Jonathan stared at him. ‘ She wasn’t with him, was she? He was accosting her, wasn’t he?’ he shouted. ‘Wasn’t he? When you saw her? He was accosting her, and you did nothing!’
‘I – I couldn’t tell if …’
‘You did nothing, and now she’s dead! Why aren’t you looking for him? She was afraid of him, she told me! Why are you wasting your time with me, instead of looking for him?’

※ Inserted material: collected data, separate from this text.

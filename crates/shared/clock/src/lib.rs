//! Proteus Clock Infrastructure
//!
//! Time sources behind the [`Clock`] port:
//!
//! - [`SystemClock`]: wall-clock time for production
//! - [`ManualClock`]: manually driven time for deterministic tests
//!
//! All engine components take `Arc<dyn Clock>` so tests can advance time
//! without sleeping.

mod manual;
mod system;

pub use manual::ManualClock;
pub use system::SystemClock;

// Re-exported so callers need only one clock import
pub use proteus_ports::Clock;
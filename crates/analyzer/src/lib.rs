//! Proteus Performance Analyzer
//!
//! Measures per-strategy performance from trade flow:
//!
//! - Position book with weighted-average entry and realized-PnL
//!   attribution, so fills alone drive open/close accounting
//! - Rolling return series bounded by an evaluation window
//! - Incremental snapshot recomputation on every close event
//! - Max drawdown tracked against the all-time equity peak, not just
//!   the rolling window
//!
//! Snapshots are published through a [`SnapshotHandle`] read by the
//! adaptation engine; the analyzer is the only writer.

mod analyzer;
mod config;
mod error;
mod snapshot;

pub use analyzer::{FillOutcome, PerformanceAnalyzer};
pub use config::AnalyzerConfig;
pub use error::{AnalyzerError, AnalyzerResult};
pub use proteus_core::{FillApplication, StrategyPosition};
pub use snapshot::{AdaptationImpact, MarketPerformanceMetrics, SnapshotHandle};
//! bruinchat core: transport-agnostic chat protocol and error types.
//!
//! This crate defines the wire-level envelopes and the error surface shared by
//! the gateway and its tests. It carries no transport or runtime dependencies
//! so the protocol can be reused by other hosts (e.g. a push worker).
//!
//! # Panic policy
//! Panics, `unwrap`, and `expect` are compile-denied here
//! (`#![deny(clippy::panic, clippy::unwrap_used, clippy::expect_used)]`).
//! Malformed frames surface as `ChatError`/`Result`, never as a crash.

#![deny(clippy::unwrap_used)]
#![deny(clippy::expect_used)]
#![deny(clippy::panic)]

pub mod error;
pub mod protocol;

pub use error::{ChatError, ClientCode, Result};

‘We are looking for him,’ said the chief inspector, his voice still gentle, still soothing. ‘Did your wife tell you anything more about him?’
Jonathan was still glaring at Drake, who stared unhappily at the formica. Slowly his gaze turned to Lloyd. He knew the name. Lloyd, Lloyd … wasn’t that the man that Judy Hill had left her husband for? So he must have answered the phone.
He shook his head. ‘ I’ve told you all I know about him,’ he said, and looked back at the sergeant. ‘Ask him,’ he said. ‘He saw him molesting her, and he did nothing. And now she’s dead.’
The sergeant got up abruptly, and left the room.
It wasn’t my fault.
That’s all that went through Mickey’s head as he came out of the kitchen into the sitting-room. The doctor was dictating notes to his assistant, the photographer was still snapping away at the devastation, and he thought he was going to be sick again.
‘I’ve given Mr Austin a brandy,’ said Lloyd, closing the kitchen door, ‘ he’s going to go to the Derbyshire.’ He looked at the doctor. ‘I’d rather she wasn’t still here when he leaves,’ he said.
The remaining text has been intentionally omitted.